Detect objects in your images
Identify objects in real-time video feed
Find objects in images
Analyze images to count and classify mosquito species
Detect traffic signs in uploaded images
Identify objects in images and return details
Upload images/videos to detect wildfires and smoke
Identify labels in an image with a score threshold
Track objects in live stream or uploaded videos
Detect objects in images using drag-and-drop
Upload an image to detect objects
Identify objects in images
Detect objects in uploaded images
Transformers.js is a lightweight JavaScript library designed for object detection in images. It allows developers to easily integrate Transformer-based models into web applications, enabling real-time detection and analysis of objects within images. The library simplifies the process of loading pre-trained models, processing images, and interpreting results.
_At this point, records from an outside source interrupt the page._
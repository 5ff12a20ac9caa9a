use std::path::PathBuf;

/// Client configuration loaded from environment variables.
#[derive(Debug, Clone)]
pub struct ClientConfig {
    /// Base URL of the API server, without a trailing slash.
    pub api_url: String,
    /// Where [`FileTokenStore`](crate::token_store::FileTokenStore) keeps the token pair.
    pub token_file: PathBuf,
}

impl ClientConfig {
    /// Load configuration from environment variables with defaults.
    ///
    /// | Env Var                | Default                   |
    /// |------------------------|---------------------------|
    /// | `TASKBOARD_API_URL`    | `http://localhost:3000`   |
    /// | `TASKBOARD_TOKEN_FILE` | `.taskboard/tokens.json`  |
    pub fn from_env() -> Self {
        let api_url = std::env::var("TASKBOARD_API_URL")
            .unwrap_or_else(|_| "http://localhost:3000".into())
            .trim_end_matches('/')
            .to_string();

        let token_file = std::env::var("TASKBOARD_TOKEN_FILE")
            .unwrap_or_else(|_| ".taskboard/tokens.json".into())
            .into();

        Self {
            api_url,
            token_file,
        }
    }
}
• Pre-trained Model Support: Easily load popular Transformer models optimized for object detection.
• Real-time Processing: Efficiently process images and detect objects in real-time.
• Customizable Thresholds: Adjust detection thresholds to filter results based on confidence levels.
• Cross-platform Compatibility: Works seamlessly across modern web browsers.
• Minimal Dependencies: Lightweight and easy to integrate into existing web applications.
npm install transformers.jsconst { Transformers } = require('transformers.js');const model = new Transformers('object-detection');const results = await model.detect(imageElement);console.log(results); // Array of objects with confidence scores and coordinatesWhat browsers are supported by Transformers.js?
Transformers.js is designed to work with modern web browsers, including Chrome, Firefox, Safari, and Edge.
Can I use custom models with Transformers.js?
Yes, Transformers.js allows you to load custom Transformer models for specific use cases beyond pre-trained models.
How do I improve detection accuracy?
You can improve accuracy by adjusting the detection threshold or using more advanced models. Lowering the threshold may increase detection sensitivity.